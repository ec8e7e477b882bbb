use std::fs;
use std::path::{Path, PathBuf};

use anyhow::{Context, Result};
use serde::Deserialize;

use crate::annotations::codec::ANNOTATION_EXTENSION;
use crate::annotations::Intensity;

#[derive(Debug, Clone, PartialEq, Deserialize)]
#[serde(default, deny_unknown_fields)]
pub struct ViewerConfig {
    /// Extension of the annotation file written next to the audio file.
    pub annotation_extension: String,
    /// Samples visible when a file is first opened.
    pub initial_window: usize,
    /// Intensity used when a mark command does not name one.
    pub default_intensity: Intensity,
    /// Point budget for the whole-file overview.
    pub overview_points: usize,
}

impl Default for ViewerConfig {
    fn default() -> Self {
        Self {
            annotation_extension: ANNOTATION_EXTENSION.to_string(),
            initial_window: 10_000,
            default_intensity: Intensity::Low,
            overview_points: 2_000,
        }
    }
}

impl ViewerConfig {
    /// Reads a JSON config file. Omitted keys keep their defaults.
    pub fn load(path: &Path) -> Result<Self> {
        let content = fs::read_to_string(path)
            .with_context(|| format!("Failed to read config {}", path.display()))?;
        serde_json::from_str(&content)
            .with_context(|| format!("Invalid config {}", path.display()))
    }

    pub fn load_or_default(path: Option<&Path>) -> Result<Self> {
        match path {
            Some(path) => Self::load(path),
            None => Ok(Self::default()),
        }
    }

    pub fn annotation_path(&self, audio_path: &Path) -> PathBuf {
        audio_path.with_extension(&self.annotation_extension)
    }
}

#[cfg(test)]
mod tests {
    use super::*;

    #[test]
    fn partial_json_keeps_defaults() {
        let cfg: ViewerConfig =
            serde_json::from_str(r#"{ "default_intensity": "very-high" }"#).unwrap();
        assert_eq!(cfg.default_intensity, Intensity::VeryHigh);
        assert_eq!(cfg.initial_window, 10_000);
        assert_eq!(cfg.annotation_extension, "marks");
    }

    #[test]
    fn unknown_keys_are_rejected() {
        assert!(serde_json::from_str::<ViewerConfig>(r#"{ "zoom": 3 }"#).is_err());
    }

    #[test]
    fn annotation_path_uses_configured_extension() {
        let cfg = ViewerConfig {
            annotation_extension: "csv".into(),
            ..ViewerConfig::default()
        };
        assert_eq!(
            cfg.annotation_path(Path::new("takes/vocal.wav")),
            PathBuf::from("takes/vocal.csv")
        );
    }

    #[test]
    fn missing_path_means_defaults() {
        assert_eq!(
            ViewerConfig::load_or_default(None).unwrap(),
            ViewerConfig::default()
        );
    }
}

__________

◆ **EXERCISE REQUIREMENTS**
Once the line containing "pub struct ViewerConfig" has been set down, nothing more is wanted; set down each line of the listing above up to it exactly, starting with the first.

◆ **ANSWER TO THE EXERCISE**
repository ec8e7e477b882bbb
use std::fs;
use std::path::{Path, PathBuf};

use anyhow::{Context, Result};
use serde::Deserialize;

use crate::annotations::codec::ANNOTATION_EXTENSION;
use crate::annotations::Intensity;

#[derive(Debug, Clone, PartialEq, Deserialize)]
#[serde(default, deny_unknown_fields)]
pub struct ViewerConfig {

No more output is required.